POWERS OF THE MIND (Illustration) American History Biographies African American History Law and Politics Nineteenth Century Life Social Studies Tragedies and Triumphs Ethics Slaves and Slave Owners

In 1980, the U.S. Postal Service honored Benjamin Banneker, and his work as a surveyor, with a postage stamp.  Born in the British colony of Maryland, in 1731, Benjamin was never a slave.

 

Benjamin Banneker, a free black, prepared an Almanac for 1792 which his publishers called "an extraordinary effort of genius."

Enclosing a manuscript copy of his first almanac to Thomas Jefferson, Banneker sent a letter to the drafter of the Declaration of Independence on August 19, 1791. The son of a slave reminded the future President of the opening words in the Declaration of Independence: "All men are created equal."

Jefferson's response, which reflects his ambivalent attitude toward slavery, states:

...no body wishes more ardently to see a good system commenced for raising the condition [of blacks] to what it ought to be...

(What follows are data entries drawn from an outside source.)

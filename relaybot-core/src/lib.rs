// src/lib.rs

pub mod config;
pub mod db;
pub mod http;
pub mod repositories;
pub mod services;
pub mod tasks;

pub use db::Database;
pub use relaybot_common::error::Error;
pub use http::{ModerationApi, PajbotModerationClient};
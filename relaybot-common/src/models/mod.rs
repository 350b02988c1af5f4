pub mod banphrase;
pub mod channel;
pub mod command;
pub mod filter;
pub mod id;
pub mod log;
pub mod platform;
pub mod user;

pub use banphrase::*;
pub use channel::*;
pub use command::*;
pub use filter::*;
pub use id::*;
pub use log::*;
pub use platform::*;
pub use user::*;
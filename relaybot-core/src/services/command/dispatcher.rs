//! Runs a command invocation through every policy check, the handler itself,
//! and reply post-processing.
//!
//! Order matters in two places. Filters are evaluated before a parameter parse
//! failure is reported, so filtered users learn nothing about their input. The
//! cooldown check and the pending guard registration happen in one call to
//! [`CooldownManager::admit`], so concurrent invocations by the same user
//! cannot both be admitted.

use std::any::Any;
use std::panic::AssertUnwindSafe;
use std::sync::Arc;
use std::time::Instant;
use chrono::Utc;
use futures_util::FutureExt;
use serde_json::{json, Value};
use tracing::{debug, error, warn};
use uuid::Uuid;

use relaybot_common::models::{
    Channel, CommandDefinition, CommandExecutionRecord, CommandFlag, ErrorOrigin, ErrorRecord, Filter, User,
};
use relaybot_common::regex_literal::RegexOptions;
use relaybot_common::traits::chat_traits::{ChatPlatform, DataPropertyStore};
use relaybot_common::traits::sink_traits::{LogSink, MetricsSink};
use relaybot_common::traits::transaction_traits::{CommandTransaction, TransactionProvider};

use crate::config::DispatcherConfig;
use crate::services::banphrase::{BanphraseEngine, BanphraseOptions};
use crate::services::command::context::{
    Context, ContextAppend, CooldownOverride, Execution, ExternalRequestError,
};
use crate::services::command::params::{parse_parameters, Parameters, ParseOptions, ParseOutcome};
use crate::services::command::registry::CommandRegistry;
use crate::services::cooldown::{channel_key, Admission, CooldownManager};
use crate::services::filter::{FilterOptions, FilterOutcome, FilterRegistry, FilterScope};
use crate::services::metrics::{COMMAND_ERROR, COMMAND_FAIL, COMMAND_FILTERED, COMMAND_SUCCESS};
use crate::Error;

/// User data property marking bot administrators.
pub const ADMINISTRATOR_PROPERTY: &str = "administrator";

#[derive(Debug, Clone, Default)]
pub struct InvocationOptions {
    /// Neither check nor register the pending guard.
    pub skip_pending: bool,
    /// Run even if the user is globally blacklisted.
    pub skip_global_ban: bool,
    pub skip_mention: bool,
    pub skip_banphrase_api: bool,
    /// The invocation is one stage of a pipe.
    pub piped: bool,
    pub alias_depth: u32,
    pub alias_stack: Vec<String>,
    pub tee: Vec<String>,
}

/// One attempt to run a command.
pub struct Invocation {
    pub identifier: String,
    pub args: Vec<String>,
    pub user: User,
    /// `None` for private messages.
    pub channel: Option<Channel>,
    pub platform: Arc<dyn ChatPlatform>,
    pub options: InvocationOptions,
}

#[derive(Debug, Clone)]
pub struct DispatchResult {
    pub success: bool,
    /// Why the invocation failed or was refused, e.g. `cooldown` or `blacklist`.
    pub reason: Option<String>,
    pub reply: Option<String>,
    pub reply_with_private_message: bool,
    /// False if the reply was withheld or replaced by banphrases.
    pub passed: bool,
    /// The filter that refused the invocation.
    pub filter: Option<Arc<Filter>>,
    /// Set when the handler failed; the same id is in the error log.
    pub error_id: Option<Uuid>,
}

impl DispatchResult {
    fn refused(reason: impl Into<String>, reply: Option<String>) -> Self {
        Self {
            success: false,
            reason: Some(reason.into()),
            reply,
            reply_with_private_message: false,
            passed: true,
            filter: None,
            error_id: None,
        }
    }
}

fn truncate(text: &str, max_chars: usize) -> String {
    match text.char_indices().nth(max_chars) {
        Some((idx, _)) => format!("{}…", &text[..idx]),
        None => text.to_string(),
    }
}

fn panic_message(payload: &(dyn Any + Send)) -> String {
    payload
        .downcast_ref::<&str>()
        .map(|s| s.to_string())
        .or_else(|| payload.downcast_ref::<String>().cloned())
        .unwrap_or_else(|| "non-string panic payload".to_string())
}

/// Whether a handler error was caused by something outside the bot.
pub fn classify_error(error: &anyhow::Error) -> ErrorOrigin {
    let external = error
        .chain()
        .any(|e| e.is::<ExternalRequestError>() || e.is::<reqwest::Error>());
    if external { ErrorOrigin::External } else { ErrorOrigin::Internal }
}

fn pending_description(invocation: &str, channel: Option<&Channel>) -> String {
    let place = channel.map_or_else(|| "private messages".to_string(), |c| format!("channel {}", c.name));
    format!(
        "You have a pending command: \"{}\" used in {} at {}",
        invocation,
        place,
        Utc::now().format("%Y-%m-%d %H:%M:%S UTC")
    )
}

async fn finish_transaction(transaction: Option<Box<dyn CommandTransaction>>, commit: bool) {
    let Some(transaction) = transaction else {
        return;
    };
    let result = if commit { transaction.commit().await } else { transaction.rollback().await };
    match result {
        Ok(()) => debug!("Command transaction {}", if commit { "committed" } else { "rolled back" }),
        Err(e) => error!("Failed to end command transaction: {}", e),
    }
}

pub struct Dispatcher {
    config: DispatcherConfig,
    parse_options: ParseOptions,
    commands: Arc<CommandRegistry>,
    filters: Arc<FilterRegistry>,
    cooldowns: Arc<CooldownManager>,
    banphrases: Arc<BanphraseEngine>,
    properties: Arc<dyn DataPropertyStore>,
    log_sink: Arc<dyn LogSink>,
    metrics: Arc<dyn MetricsSink>,
    transactions: Option<Arc<dyn TransactionProvider>>,
}
//! A chat platform backed by the process's own stdin/stdout, plus the
//! in-memory user and property stores it runs with.

use std::sync::atomic::{AtomicI64, Ordering};
use async_trait::async_trait;
use dashmap::DashMap;
use serde_json::Value;
use relaybot_common::error::Error;
use relaybot_common::models::{Channel, Platform, User};
use relaybot_common::traits::chat_traits::{ChatPlatform, DataPropertyStore, UserDirectory};

pub const CONSOLE_CHANNEL_ID: i64 = 1;

pub struct ConsolePlatform {
    owner: String,
}

impl ConsolePlatform {
    pub fn new(owner: &str) -> Self {
        Self { owner: owner.to_lowercase() }
    }

    pub fn channel(&self) -> Channel {
        Channel::new(CONSOLE_CHANNEL_ID, "console", Platform::Console)
    }
}

#[async_trait]
impl ChatPlatform for ConsolePlatform {
    fn platform(&self) -> Platform {
        Platform::Console
    }

    async fn pm(&self, text: &str, user: &User) -> Result<(), Error> {
        println!("[whisper -> {}] {}", user.name, text);
        Ok(())
    }

    fn create_user_mention(&self, user: &User) -> String {
        format!("@{}", user.name)
    }

    async fn is_user_channel_owner(&self, _channel: &Channel, user: &User) -> Result<bool, Error> {
        Ok(user.name == self.owner)
    }
}

/// Users created on first sight, keyed by lowercase name.
#[derive(Default)]
pub struct MemoryUserDirectory {
    by_name: DashMap<String, User>,
    next_id: AtomicI64,
}

impl MemoryUserDirectory {
    pub fn new() -> Self {
        Self { by_name: DashMap::new(), next_id: AtomicI64::new(1) }
    }

    pub fn get_or_create(&self, name: &str) -> User {
        self.by_name
            .entry(name.to_lowercase())
            .or_insert_with(|| User::new(self.next_id.fetch_add(1, Ordering::SeqCst), name))
            .clone()
    }
}

#[async_trait]
impl UserDirectory for MemoryUserDirectory {
    async fn get_by_id(&self, user_id: i64) -> Result<Option<User>, Error> {
        Ok(self.by_name.iter().find(|e| e.value().user_id == user_id).map(|e| e.value().clone()))
    }

    async fn get_by_name(&self, name: &str) -> Result<Option<User>, Error> {
        Ok(self.by_name.get(&name.to_lowercase()).map(|u| u.clone()))
    }
}

#[derive(Default)]
pub struct MemoryPropertyStore {
    channels: DashMap<(i64, String), Value>,
    users: DashMap<(i64, String), Value>,
}

impl MemoryPropertyStore {
    pub fn new() -> Self {
        Self::default()
    }

    pub fn set_channel_property(&self, channel_id: i64, name: &str, value: Value) {
        self.channels.insert((channel_id, name.to_string()), value);
    }

    pub fn set_user_property(&self, user_id: i64, name: &str, value: Value) {
        self.users.insert((user_id, name.to_string()), value);
    }
}

#[async_trait]
impl DataPropertyStore for MemoryPropertyStore {
    async fn channel_property(&self, channel: &Channel, name: &str) -> Result<Option<Value>, Error> {
        Ok(self.channels.get(&(channel.channel_id, name.to_string())).map(|v| v.clone()))
    }

    async fn user_property(&self, user: &User, name: &str) -> Result<Option<Value>, Error> {
        Ok(self.users.get(&(user.user_id, name.to_string())).map(|v| v.clone()))
    }
}

/// Splits a console line into `(identifier, args)` if it starts with one of
/// `prefixes`. A bare prefix yields an empty identifier.
pub fn split_command_line(line: &str, prefixes: &[String]) -> Option<(String, Vec<String>)> {
    let line = line.trim();
    let prefix = prefixes.iter().find(|p| line.starts_with(p.as_str()))?;
    let mut words = line[prefix.len()..].split(' ').filter(|w| !w.is_empty()).map(str::to_string);
    if line[prefix.len()..].starts_with(' ') {
        return Some((String::new(), words.collect()));
    }
    let identifier = words.next().unwrap_or_default();
    Some((identifier, words.collect()))
}
// relaybot-core/src/db/mod.rs

use sqlx::postgres::PgPoolOptions;
use sqlx::{Pool, Postgres};
use tracing::info;
use crate::Error;

#[derive(Clone)]
pub struct Database {
    pool: Pool<Postgres>,
}

impl Database {
    pub async fn new(database_url: &str) -> Result<Self, Error> {
        let pool = PgPoolOptions::new()
            .max_connections(5)
            .connect(database_url)
            .await?;

        info!("Connected to Postgres");
        Ok(Self { pool })
    }

    /// Applies the SQL files under `migrations/`.
    pub async fn migrate(&self) -> Result<(), Error> {
        info!("Applying migrations...");
        sqlx::migrate!("../migrations").run(&self.pool).await?;
        info!("Migrations applied successfully.");
        Ok(())
    }

    pub fn pool(&self) -> &Pool<Postgres> {
        &self.pool
    }

    pub fn from_pool(pool: Pool<Postgres>) -> Self {
        Self { pool }
    }
}
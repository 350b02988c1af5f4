pub mod error;
pub mod models;
pub mod regex_literal;
pub mod traits;

pub use error::Error;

Recommending Banneker's work, James M'Henry (a white friend) noted:

I consider this Negro as a fresh proof that the powers of the mind are disconnected with the colour of the skin...

M'Henry further observed:

...But the system that would assign to these degraded blacks an origin different from the whites, if it is not ready to be deserted by philosophers, must be relinquished...

Banneker's detailed work is extraordinary. (Follow the link to review it.)

The United States outlawed transatlantic slave trading in 1808, but uprooting Africans from their homes continued even after the slave trade was outlawed.

Demand for cheap labor in "the new world" was strong.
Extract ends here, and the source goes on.